Nude recreation and tourism has grown into a $400 million business, more than doubling in size in the last 10 years, according to travel industry estimates. It now includes several nude cruises, nude flights to Mexico, and clothing-optional condos and luxury resorts in nearly every tourist destination.
"I think Americans are waking up to the peace and serenity that comes with taking off your clothing. For one thing, nobody has a pocket for a cell phone or beeper," says Carolyn Hawkins of the American Association for Nude Recreation, which boasts more than 50,000 members and 260 clubs.
"In a room of naked people, you don't know who's a judge, and who's a secretary. It's really leaving all those distractions that divide people behind."
Sun Bathers Now Nudists
Until 1995, Hawkins' organization was once known as the American Sunbathing Association, but in the last few years nudists have shed the stigma attached to folks who make their privates public.

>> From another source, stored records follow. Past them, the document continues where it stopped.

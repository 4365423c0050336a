// Copyright 2025 Adobe. All rights reserved.
// This file is licensed to you under the Apache License,
// Version 2.0 (http://www.apache.org/licenses/LICENSE-2.0)
// or the MIT license (http://opensource.org/licenses/MIT),
// at your option.
//
// Unless required by applicable law or agreed to in writing,
// this software is distributed on an "AS IS" BASIS, WITHOUT
// WARRANTIES OR REPRESENTATIONS OF ANY KIND, either express or
// implied. See the LICENSE-MIT and LICENSE-APACHE files for the
// specific language governing permissions and limitations under
// each license.

use std::sync::Arc;
use tracing::{debug, info};

use super::azblob::AzureBlobConnector;
use super::client::{connection_client_factory, ConnectionClient};
use super::config::{ConnectionKind, ProjectPaths, KNOWN_LAYERS};
use super::connector::DataConnector;
use super::env::EnvVars;
use super::error::StorageResult;
use super::gcs::GcsConnector;
use super::local::LocalConnector;
use crate::asset::DataAsset;

/// Factory for creating data connectors from asset declarations
#[derive(Debug, Clone)]
pub struct ConnectorFactory {
    paths: ProjectPaths,
    env: EnvVars,
}

impl ConnectorFactory {
    /// Create a factory resolving local assets under `paths` and remote credentials from `env`.
    pub fn new(paths: ProjectPaths, env: EnvVars) -> Self {
        Self { paths, env }
    }

    /// Create a factory reading remote credentials from the process environment.
    pub fn from_env(paths: ProjectPaths) -> Self {
        Self::new(paths, EnvVars::from_process())
    }

    pub fn paths(&self) -> &ProjectPaths {
        &self.paths
    }

    /// Create the connector for a data asset.
    ///
    /// The asset kind is resolved leniently: unknown kinds log a warning and are
    /// served by the local connector.
    ///
    /// # Arguments
    ///
    /// * `asset` - The data asset to connect to
    ///
    /// # Returns
    ///
    /// A `Result` containing:
    /// * `Ok(Arc<dyn DataConnector>)` - A connector bound to the asset's layer and `{path}.{extension}`
    /// * `Err(StorageError)` - If the connection cannot be created
    ///
    /// # Errors
    ///
    /// This function will return an error if:
    /// * Required environment variables of a remote backend are missing
    /// * The remote store cannot be initialized
    /// * The local data root cannot be created
    pub fn connector_for(&self, asset: &DataAsset) -> StorageResult<Arc<dyn DataConnector>> {
        info!(
            "Setting connection to data asset={} of kind={} to layer={} and path={}",
            asset.name, asset.kind, asset.layer, asset.path
        );
        let kind = asset.connection_kind();
        if kind == ConnectionKind::Local && !KNOWN_LAYERS.contains(&asset.layer.as_str()) {
            debug!("Layer={} is not one of {:?}", asset.layer, KNOWN_LAYERS);
        }
        let client = connection_client_factory(
            kind,
            kind.default_connection_name(),
            &self.paths,
            &self.env,
        )?;
        let path = asset.file_name();

        let connector: Arc<dyn DataConnector> = match client {
            ConnectionClient::Local(local) => {
                Arc::new(LocalConnector::new(local, &asset.layer, path)?)
            }
            ConnectionClient::AzureBlob(azure) => {
                Arc::new(AzureBlobConnector::new(&azure, &asset.layer, path)?)
            }
            ConnectionClient::Gcs(gcs) => Arc::new(GcsConnector::new(&gcs, &asset.layer, path)?),
        };
        Ok(connector)
    }
}

/// Create the connector for a data asset, see [`ConnectorFactory::connector_for`].
pub fn data_connections_factory(
    asset: &DataAsset,
    paths: &ProjectPaths,
    env: &EnvVars,
) -> StorageResult<Arc<dyn DataConnector>> {
    ConnectorFactory::new(paths.clone(), env.clone()).connector_for(asset)
}
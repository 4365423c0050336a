// Copyright 2025 Adobe. All rights reserved.
// This file is licensed to you under the Apache License,
// Version 2.0 (http://www.apache.org/licenses/LICENSE-2.0)
// or the MIT license (http://opensource.org/licenses/MIT),
// at your option.
//
// Unless required by applicable law or agreed to in writing,
// this software is distributed on an "AS IS" BASIS, WITHOUT
// WARRANTIES OR REPRESENTATIONS OF ANY KIND, either express or
// implied. See the LICENSE-MIT and LICENSE-APACHE files for the
// specific language governing permissions and limitations under
// each license.

//! YAML project configuration.

use std::collections::HashMap;
use std::path::Path;
use thiserror::Error;
use tracing::debug;

/// Errors that can occur while loading configuration
#[derive(Error, Debug)]
pub enum ConfError {
    #[error("IO error: {0}")]
    Io(#[from] std::io::Error),

    #[error("YAML error: {0}")]
    Yaml(#[from] serde_yaml::Error),
}

/// Result type for configuration loading
pub type ConfResult<T> = Result<T, ConfError>;

/// Untyped configuration, top-level keys to YAML values
pub type Conf = HashMap<String, serde_yaml::Value>;

/// Load `<dir>/<filename>` as an untyped string-keyed mapping.
///
/// No schema is enforced, callers pick the keys they understand.
pub fn load_conf(dir: &Path, filename: &str) -> ConfResult<Conf> {
    load_conf_file(&dir.join(filename))
}

/// Load a YAML configuration file as an untyped string-keyed mapping.
///
/// An empty file loads as an empty mapping. Scalars keep their YAML types,
/// `seed: 42` loads as a number and `debug: true` as a bool, so callers that
/// expect strings must convert.
///
/// # Errors
///
/// This function will return an error if:
/// * The file cannot be read
/// * The content is not YAML or its top level is not a mapping
pub fn load_conf_file(path: &Path) -> ConfResult<Conf> {
    debug!("Loading configuration file={}", path.display());
    let content = std::fs::read_to_string(path)?;
    if content.trim().is_empty() {
        return Ok(Conf::new());
    }
    Ok(serde_yaml::from_str(&content)?)
}
// Copyright 2025 Adobe. All rights reserved.
// This file is licensed to you under the Apache License,
// Version 2.0 (http://www.apache.org/licenses/LICENSE-2.0)
// or the MIT license (http://opensource.org/licenses/MIT),
// at your option.
//
// Unless required by applicable law or agreed to in writing,
// this software is distributed on an "AS IS" BASIS, WITHOUT
// WARRANTIES OR REPRESENTATIONS OF ANY KIND, either express or
// implied. See the LICENSE-MIT and LICENSE-APACHE files for the
// specific language governing permissions and limitations under
// each license.

use thiserror::Error;

/// Errors that can occur while resolving or using a data connection
#[derive(Error, Debug)]
pub enum StorageError {
    #[error("Configuration error: {0}")]
    ConfigError(String),

    #[error("Missing required environment variable: {0}")]
    MissingCredentials(String),

    #[error("Invalid connection string: {0}")]
    InvalidConnectionString(String),

    #[error("IO error: {0}")]
    IoError(#[from] std::io::Error),

    #[error("Object store error: {0}")]
    ObjectStoreError(#[from] object_store::Error),

    #[error("URL parse error: {0}")]
    UrlParseError(#[from] url::ParseError),
}

/// Result type for storage operations
pub type StorageResult<T> = Result<T, StorageError>;

#[cfg(test)]
mod tests {
    use super::*;
    use std::io;

    #[test]
    fn test_missing_credentials_names_the_variable() {
        let error = StorageError::MissingCredentials("AZ_STGACC_KEY".to_string());
        assert_eq!(
            error.to_string(),
            "Missing required environment variable: AZ_STGACC_KEY"
        );
    }

    #[test]
    fn test_invalid_connection_string() {
        let error = StorageError::InvalidConnectionString("missing AccountName".to_string());
        assert_eq!(
            error.to_string(),
            "Invalid connection string: missing AccountName"
        );
    }

    #[test]
    fn test_io_error_conversion() {
        let io_error = io::Error::new(io::ErrorKind::NotFound, "File not found");
        let storage_error: StorageError = io_error.into();

        match storage_error {
            StorageError::IoError(_) => {
                assert!(storage_error.to_string().contains("IO error"));
            }
            _ => panic!("Expected IoError variant"),
        }
    }

    #[test]
    fn test_object_store_not_found_conversion() {
        let source = object_store::Error::NotFound {
            path: "raw/t/data.csv".to_string(),
            source: Box::new(io::Error::new(io::ErrorKind::NotFound, "gone")),
        };
        let storage_error: StorageError = source.into();

        assert!(matches!(
            storage_error,
            StorageError::ObjectStoreError(object_store::Error::NotFound { .. })
        ));
        assert!(storage_error.to_string().contains("raw/t/data.csv"));
    }

    #[test]
    fn test_url_parse_error_conversion() {
        let url_error = url::ParseError::EmptyHost;
        let storage_error: StorageError = url_error.into();

        assert!(matches!(storage_error, StorageError::UrlParseError(_)));
        assert!(storage_error.to_string().contains("URL parse error"));
    }
}
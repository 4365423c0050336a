// Copyright 2025 Adobe. All rights reserved.
// This file is licensed to you under the Apache License,
// Version 2.0 (http://www.apache.org/licenses/LICENSE-2.0)
// or the MIT license (http://opensource.org/licenses/MIT),
// at your option.
//
// Unless required by applicable law or agreed to in writing,
// this software is distributed on an "AS IS" BASIS, WITHOUT
// WARRANTIES OR REPRESENTATIONS OF ANY KIND, either express or
// implied. See the LICENSE-MIT and LICENSE-APACHE files for the
// specific language governing permissions and limitations under
// each license.

use async_trait::async_trait;
use bytes::Bytes;
use object_store::local::LocalFileSystem;
use object_store::path::Path as ObjectPath;
use object_store::{ObjectStore, PutPayload};
use std::path::{Path, PathBuf};
use std::sync::Arc;
use tracing::info;

use super::client::LocalClient;
use super::config::ConnectionKind;
use super::connector::{object_path, DataConnector};
use super::error::StorageResult;

/// Connector for an asset under the local data directory, `<root>/<layer>/<path>`
pub struct LocalConnector {
    client: LocalClient,
    layer: String,
    path: String,
    store: Arc<dyn ObjectStore>,
}

impl LocalConnector {
    /// Create a local connector.
    ///
    /// The data root is created when missing so sinks can be written to a fresh project.
    ///
    /// # Arguments
    ///
    /// * `client` - Local client holding the data root
    /// * `layer` - Subfolder of the data root, e.g. `raw`
    /// * `path` - Path inside the layer with file name and extension, e.g. `2024/01/data.csv`
    ///
    /// # Errors
    ///
    /// Returns an error if the data root cannot be created or resolved.
    pub fn new(
        client: LocalClient,
        layer: impl Into<String>,
        path: impl Into<String>,
    ) -> StorageResult<Self> {
        std::fs::create_dir_all(client.root())?;
        let store = LocalFileSystem::new_with_prefix(client.root())?;

        Ok(Self {
            client,
            layer: layer.into(),
            path: path.into(),
            store: Arc::new(store),
        })
    }

    /// Filesystem path of the asset.
    pub fn file_path(&self) -> PathBuf {
        self.client.root().join(&self.layer).join(&self.path)
    }

    fn location(&self) -> ObjectPath {
        object_path(&[self.layer.as_str(), self.path.as_str()])
    }
}

#[async_trait]
impl DataConnector for LocalConnector {
    fn kind(&self) -> ConnectionKind {
        ConnectionKind::Local
    }

    fn layer(&self) -> &str {
        &self.layer
    }

    fn path(&self) -> &str {
        &self.path
    }

    fn uri(&self) -> String {
        format!("file://{}", self.file_path().display())
    }

    async fn get_data(&self) -> StorageResult<Bytes> {
        info!("Reading file={} from layer={}", self.path, self.layer);
        let result = self.store.get(&self.location()).await?;
        Ok(result.bytes().await?)
    }

    async fn write_data(&self, staged_file: &Path) -> StorageResult<()> {
        let contents = tokio::fs::read(staged_file).await?;
        let size = contents.len();
        // The local store creates missing parent directories on put
        self.store
            .put(&self.location(), PutPayload::from(contents))
            .await?;
        info!(
            "Wrote file={} to layer={}, size={}",
            self.path, self.layer, size
        );
        Ok(())
    }
}
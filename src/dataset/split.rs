// Copyright 2025 Adobe. All rights reserved.
// This file is licensed to you under the Apache License,
// Version 2.0 (http://www.apache.org/licenses/LICENSE-2.0)
// or the MIT license (http://opensource.org/licenses/MIT),
// at your option.
//
// Unless required by applicable law or agreed to in writing,
// this software is distributed on an "AS IS" BASIS, WITHOUT
// WARRANTIES OR REPRESENTATIONS OF ANY KIND, either express or
// implied. See the LICENSE-MIT and LICENSE-APACHE files for the
// specific language governing permissions and limitations under
// each license.

use serde::{Deserialize, Serialize};
use std::fmt::{Display, Formatter, Result as FmtResult};
use std::str::FromStr;

/// Name of the column carrying split labels
pub const SPLIT_COLUMN: &str = "split";

/// Partition label of a row
///
/// Labels carry their ordinal as a prefix (`0.train`, `1.valid`, `2.test`) so
/// a plain string sort of the split column yields train, valid, test.
/// `Ord` follows the same ordinal.
#[derive(Debug, Clone, Copy, PartialEq, Eq, PartialOrd, Ord, Hash, Serialize, Deserialize)]
pub enum Split {
    #[serde(rename = "0.train")]
    Train,
    #[serde(rename = "1.valid")]
    Valid,
    #[serde(rename = "2.test")]
    Test,
}

impl Split {
    pub const ALL: [Split; 3] = [Split::Train, Split::Valid, Split::Test];

    /// Label stored in the split column.
    pub fn as_str(&self) -> &'static str {
        match self {
            Split::Train => "0.train",
            Split::Valid => "1.valid",
            Split::Test => "2.test",
        }
    }

    pub fn ordinal(&self) -> u8 {
        match self {
            Split::Train => 0,
            Split::Valid => 1,
            Split::Test => 2,
        }
    }
}

impl Display for Split {
    fn fmt(&self, f: &mut Formatter<'_>) -> FmtResult {
        f.write_str(self.as_str())
    }
}

impl FromStr for Split {
    type Err = String;

    fn from_str(s: &str) -> Result<Self, Self::Err> {
        Split::ALL
            .into_iter()
            .find(|split| split.as_str() == s)
            .ok_or_else(|| format!("Unknown split label: {}", s))
    }
}
// Copyright 2025 Adobe. All rights reserved.
// This file is licensed to you under the Apache License,
// Version 2.0 (http://www.apache.org/licenses/LICENSE-2.0)
// or the MIT license (http://opensource.org/licenses/MIT),
// at your option.
//
// Unless required by applicable law or agreed to in writing,
// this software is distributed on an "AS IS" BASIS, WITHOUT
// WARRANTIES OR REPRESENTATIONS OF ANY KIND, either express or
// implied. See the LICENSE-MIT and LICENSE-APACHE files for the
// specific language governing permissions and limitations under
// each license.

use polars::prelude::PolarsError;
use thiserror::Error;

use crate::storage::StorageError;

/// Errors that can occur while reading, writing or querying a dataset
#[derive(Error, Debug)]
pub enum DatasetError {
    #[error("Storage error: {0}")]
    Storage(#[from] StorageError),

    #[error("Polars error: {0}")]
    Polars(#[from] PolarsError),

    #[error("IO error: {0}")]
    Io(#[from] std::io::Error),

    #[error("Dataset has no data loaded, read it first")]
    NotLoaded,
}

/// Result type for dataset operations
pub type DatasetResult<T> = Result<T, DatasetError>;
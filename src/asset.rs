// Copyright 2025 Adobe. All rights reserved.
// This file is licensed to you under the Apache License,
// Version 2.0 (http://www.apache.org/licenses/LICENSE-2.0)
// or the MIT license (http://opensource.org/licenses/MIT),
// at your option.
//
// Unless required by applicable law or agreed to in writing,
// this software is distributed on an "AS IS" BASIS, WITHOUT
// WARRANTIES OR REPRESENTATIONS OF ANY KIND, either express or
// implied. See the LICENSE-MIT and LICENSE-APACHE files for the
// specific language governing permissions and limitations under
// each license.

//! Declarative data asset records.

use serde::{Deserialize, Serialize};
use std::collections::HashMap;

use crate::conf::{ConfError, ConfResult};
use crate::storage::ConnectionKind;

/// Metadata of a logical data asset
///
/// # Examples
///
/// ```
/// use data_assets::asset::DataAsset;
///
/// let asset = DataAsset::new("testing_source", "local", "raw", "testing_io/test_reading", "csv")
///     .with_description("features and labels from UCI datasets");
/// assert_eq!(asset.file_name(), "testing_io/test_reading.csv");
/// ```
#[derive(Debug, Clone, PartialEq, Eq, Serialize, Deserialize)]
pub struct DataAsset {
    /// Descriptive name
    pub name: String,
    /// Storage kind tag, `local`, `azblob` or `gcs`
    pub kind: String,
    /// Layer, container or bucket folder, e.g. `raw`
    pub layer: String,
    /// Path inside the layer, without extension
    pub path: String,
    /// File extension, without the leading dot
    pub extension: String,
    #[serde(default)]
    pub description: String,
}

impl DataAsset {
    pub fn new(
        name: impl Into<String>,
        kind: impl Into<String>,
        layer: impl Into<String>,
        path: impl Into<String>,
        extension: impl Into<String>,
    ) -> Self {
        Self {
            name: name.into(),
            kind: kind.into(),
            layer: layer.into(),
            path: path.into(),
            extension: extension.into(),
            description: String::new(),
        }
    }

    pub fn with_description(mut self, description: impl Into<String>) -> Self {
        self.description = description.into();
        self
    }

    /// Extension-qualified path, `{path}.{extension}`.
    pub fn file_name(&self) -> String {
        let extension = self.extension.trim_start_matches('.');
        format!("{}.{}", self.path.trim_end_matches('/'), extension)
    }

    /// Storage kind, unknown tags resolve to local with a warning.
    pub fn connection_kind(&self) -> ConnectionKind {
        ConnectionKind::resolve(&self.kind)
    }
}

/// Source and sink asset declarations of a project
#[derive(Debug, Clone, Default, PartialEq, Eq, Serialize, Deserialize)]
pub struct AssetCatalog {
    #[serde(default)]
    pub sources: Vec<DataAsset>,
    #[serde(default)]
    pub sinks: Vec<DataAsset>,
}

impl AssetCatalog {
    pub fn new(sources: Vec<DataAsset>, sinks: Vec<DataAsset>) -> Self {
        Self { sources, sinks }
    }

    /// Read the `sources` and `sinks` lists of a loaded configuration.
    ///
    /// Missing keys yield empty lists, other keys are ignored.
    ///
    /// # Errors
    ///
    /// Returns [`ConfError::Yaml`] if an entry is not a valid asset declaration.
    pub fn from_conf(conf: &HashMap<String, serde_yaml::Value>) -> ConfResult<Self> {
        let assets = |key: &str| -> ConfResult<Vec<DataAsset>> {
            match conf.get(key) {
                Some(value) => serde_yaml::from_value(value.clone()).map_err(ConfError::from),
                None => Ok(Vec::new()),
            }
        };
        Ok(Self {
            sources: assets("sources")?,
            sinks: assets("sinks")?,
        })
    }

    pub fn source(&self, name: &str) -> Option<&DataAsset> {
        self.sources.iter().find(|a| a.name == name)
    }

    pub fn sink(&self, name: &str) -> Option<&DataAsset> {
        self.sinks.iter().find(|a| a.name == name)
    }
}
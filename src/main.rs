use std::error::Error;
use std::path::PathBuf;
use tracing::info;

use data_assets::asset::AssetCatalog;
use data_assets::conf::load_conf_file;
use data_assets::dataset::{Dataset, Split};
use data_assets::storage::config::DEFAULT_CONF_FILE;
use data_assets::storage::env::load_dotenv;
use data_assets::storage::{ConnectorFactory, ProjectPaths};

#[tokio::main]
async fn main() -> Result<(), Box<dyn Error + Send + Sync>> {
    // Initialize tracing
    tracing_subscriber::fmt()
        .with_env_filter(
            tracing_subscriber::EnvFilter::try_from_default_env()
                .unwrap_or_else(|_| tracing_subscriber::EnvFilter::new("info")),
        )
        .init();

    info!("Starting Data Assets");

    let environment = std::env::var("ENVIRONMENT").unwrap_or_else(|_| "local".to_string());
    load_dotenv(&environment);

    let paths = ProjectPaths::from_current_dir()?;
    let conf_path = std::env::args()
        .nth(1)
        .map(PathBuf::from)
        .unwrap_or_else(|| paths.conf_file(DEFAULT_CONF_FILE));
    let conf = load_conf_file(&conf_path)?;
    let catalog = AssetCatalog::from_conf(&conf)?;
    info!(
        "Loaded sources={} and sinks={} from {}",
        catalog.sources.len(),
        catalog.sinks.len(),
        conf_path.display()
    );

    let factory = ConnectorFactory::from_env(paths);

    for (position, source) in catalog.sources.iter().enumerate() {
        let mut dataset = Dataset::from_asset(&factory, source)?;
        let rows = dataset.read().await?.height();
        info!("Source={} rows={}", source.name, rows);

        let metadata = dataset.metadata()?;
        for (group, columns) in metadata.to_map() {
            info!("  {}: {:?}", group, columns);
        }
        if !metadata.splits.is_empty() {
            for split in Split::ALL {
                let subset = dataset.get_subset(&[split])?;
                info!("  split={} rows={}", split, subset.data()?.height());
            }
        }

        if let Some(sink) = catalog.sinks.get(position) {
            let mut frame = dataset.data()?.clone();
            Dataset::from_asset(&factory, sink)?
                .write(&mut frame)
                .await?;
        }
    }

    info!("Finished processing {} sources", catalog.sources.len());
    Ok(())
}
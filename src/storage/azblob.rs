// Copyright 2025 Adobe. All rights reserved.
// This file is licensed to you under the Apache License,
// Version 2.0 (http://www.apache.org/licenses/LICENSE-2.0)
// or the MIT license (http://opensource.org/licenses/MIT),
// at your option.
//
// Unless required by applicable law or agreed to in writing,
// this software is distributed on an "AS IS" BASIS, WITHOUT
// WARRANTIES OR REPRESENTATIONS OF ANY KIND, either express or
// implied. See the LICENSE-MIT and LICENSE-APACHE files for the
// specific language governing permissions and limitations under
// each license.

use async_trait::async_trait;
use bytes::Bytes;
use object_store::ObjectStore;
use std::path::Path;
use std::sync::Arc;
use tracing::{info, warn};

use super::client::AzureBlobClient;
use super::config::ConnectionKind;
use super::connector::{object_path, DataConnector};
use super::error::{StorageError, StorageResult};

/// Read-only connector for a blob in an Azure storage account container
///
/// The layer names the container and the path names the blob inside it.
pub struct AzureBlobConnector {
    account: String,
    container: String,
    path: String,
    store: Arc<dyn ObjectStore>,
}

impl AzureBlobConnector {
    /// Create a connector bound to `container` of the client's storage account.
    ///
    /// # Errors
    ///
    /// Returns an error if the container store cannot be built, e.g. the account key is not valid base64.
    pub fn new(
        client: &AzureBlobClient,
        container: impl Into<String>,
        path: impl Into<String>,
    ) -> StorageResult<Self> {
        let container = container.into();
        let store = client.container_builder(&container).build().map_err(|e| {
            StorageError::ConfigError(format!("Failed to create Azure store: {}", e))
        })?;
        Ok(Self::with_store(client, container, path, Arc::new(store)))
    }

    /// Create a connector over an already built container store.
    pub fn with_store(
        client: &AzureBlobClient,
        container: impl Into<String>,
        path: impl Into<String>,
        store: Arc<dyn ObjectStore>,
    ) -> Self {
        let connector = Self {
            account: client.account_name().to_string(),
            container: container.into(),
            path: path.into(),
            store,
        };
        info!(
            "Setting connection storage account={} and container={}",
            connector.account, connector.container
        );
        connector
    }

    pub fn account(&self) -> &str {
        &self.account
    }
}

#[async_trait]
impl DataConnector for AzureBlobConnector {
    fn kind(&self) -> ConnectionKind {
        ConnectionKind::AzBlob
    }

    fn layer(&self) -> &str {
        &self.container
    }

    fn path(&self) -> &str {
        &self.path
    }

    fn uri(&self) -> String {
        format!(
            "az://{}/{}",
            self.container,
            object_path(&[self.path.as_str()])
        )
    }

    async fn get_data(&self) -> StorageResult<Bytes> {
        info!(
            "Reading file={} from container={}",
            self.path, self.container
        );
        let result = self.store.get(&object_path(&[self.path.as_str()])).await?;
        Ok(result.bytes().await?)
    }

    async fn write_data(&self, staged_file: &Path) -> StorageResult<()> {
        warn!(
            "Writing is not supported for Azure Blob connections, skipping file={} for {}",
            staged_file.display(),
            self.uri()
        );
        Ok(())
    }
}

#[cfg(test)]
mod tests {
    use super::*;
    use crate::storage::client::AzureConnectionString;
    use object_store::memory::InMemory;
    use futures::TryStreamExt;
    use object_store::PutPayload;
    use tokio::io::{AsyncReadExt, AsyncWriteExt};
    use tokio::net::TcpListener;

    fn client() -> AzureBlobClient {
        let connection: AzureConnectionString =
            "AccountName=myaccount;AccountKey=c2VjcmV0LWtleS1ieXRlcw=="
                .parse()
                .unwrap();
        AzureBlobClient::new("conn_azblob", connection)
    }

    #[test]
    fn test_new_binds_container_and_path() {
        let connector = AzureBlobConnector::new(&client(), "raw", "t/data.csv").unwrap();

        assert_eq!(connector.kind(), ConnectionKind::AzBlob);
        assert_eq!(connector.account(), "myaccount");
        assert_eq!(connector.layer(), "raw");
        assert_eq!(connector.path(), "t/data.csv");
        assert_eq!(connector.uri(), "az://raw/t/data.csv");
    }

    #[tokio::test]
    async fn test_get_data_reads_blob_from_container_root() {
        let store = Arc::new(InMemory::new());
        store
            .put(
                &object_path(&["t/data.csv"]),
                PutPayload::from_static(b"x_1,split\n1,0.train\n"),
            )
            .await
            .unwrap();
        let connector = AzureBlobConnector::with_store(&client(), "raw", "t/data.csv", store);

        let bytes = connector.get_data().await.unwrap();
        assert_eq!(bytes.as_ref(), b"x_1,split\n1,0.train\n");
    }

    #[tokio::test]
    async fn test_get_data_missing_blob() {
        let connector =
            AzureBlobConnector::with_store(&client(), "raw", "none.csv", Arc::new(InMemory::new()));

        assert!(matches!(
            connector.get_data().await,
            Err(StorageError::ObjectStoreError(object_store::Error::NotFound { .. }))
        ));
    }

    #[tokio::test]
    async fn test_write_data_is_a_no_op() {
        let store = Arc::new(InMemory::new());
        let connector =
            AzureBlobConnector::with_store(&client(), "raw", "t/data.csv", store.clone());
        let temp_dir = tempfile::TempDir::new().unwrap();
        let staged = temp_dir.path().join("staged.csv");
        std::fs::write(&staged, "a\n1\n").unwrap();

        connector.write_data(&staged).await.unwrap();

        let objects: Vec<_> = store.list(None).try_collect().await.unwrap();
        assert!(objects.is_empty());
    }

    #[tokio::test]
    async fn test_sas_signature_is_sent_as_issued() {
        let listener = TcpListener::bind("127.0.0.1:0").await.unwrap();
        let port = listener.local_addr().unwrap().port();
        let server = tokio::spawn(async move {
            let (mut socket, _) = listener.accept().await.unwrap();
            let mut request = Vec::new();
            let mut buf = [0u8; 1024];
            while !request.windows(4).any(|w| w == b"\r\n\r\n") {
                let n = socket.read(&mut buf).await.unwrap();
                if n == 0 {
                    break;
                }
                request.extend_from_slice(&buf[..n]);
            }
            socket
                .write_all(b"HTTP/1.1 404 Not Found\r\nContent-Length: 0\r\nConnection: close\r\n\r\n")
                .await
                .unwrap();
            String::from_utf8_lossy(&request)
                .lines()
                .next()
                .unwrap_or_default()
                .to_string()
        });

        let connection: AzureConnectionString = format!(
            "DefaultEndpointsProtocol=http;AccountName=myaccount;\
             BlobEndpoint=http://127.0.0.1:{}/myaccount;\
             SharedAccessSignature=sv=2022-11-02&sig=abc%2Bdef%3D",
            port
        )
        .parse()
        .unwrap();
        let client = AzureBlobClient::new("conn_azblob", connection);
        let connector = AzureBlobConnector::new(&client, "raw", "t/data.csv").unwrap();

        assert!(connector.get_data().await.is_err());
        let request_line = server.await.unwrap();
        assert!(request_line.starts_with("GET "), "{}", request_line);
        assert!(request_line.contains("sig=abc%2Bdef%3D"), "{}", request_line);
        assert!(!request_line.contains("%252B"), "{}", request_line);
    }
}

The AANR even has a government affairs team that lobbies lawmakers for the right to enjoy an allover tan.
If nudism seems a little out of step with these conservative times, it should be noted that the AANR isn't exactly a youth group. About 92 percent of its members are 35 years old or older. Perhaps they're graying baby boomers trying to recapture their free-freaking days at Woodstock.
Not in all cases. "Nudism cuts across party lines," Hawkins says. "We've got plenty of Republicans in our ranks."
Hawkins believes young people tend to be hung up on appearance. Older people are more likely to accept the sagging, flabby imperfections — in themselves and others.
But if nudists tend to be older, it doesn't make them less desirable consumers. Even when they don't have pockets for their wallets, nudists tend to have income to dispose of — and they're not about to spend their free time in rusty trailer parks.
That's why Paradise Lakes, a top clothing-optional hotel near Tampa, Fla., entertains more than 80,000 guests a year. The 72-acre resort includes 340 luxury condominiums, a hotel, five tennis courts, three heated swimming pools, a health spa, two restaurants, and several boutiques.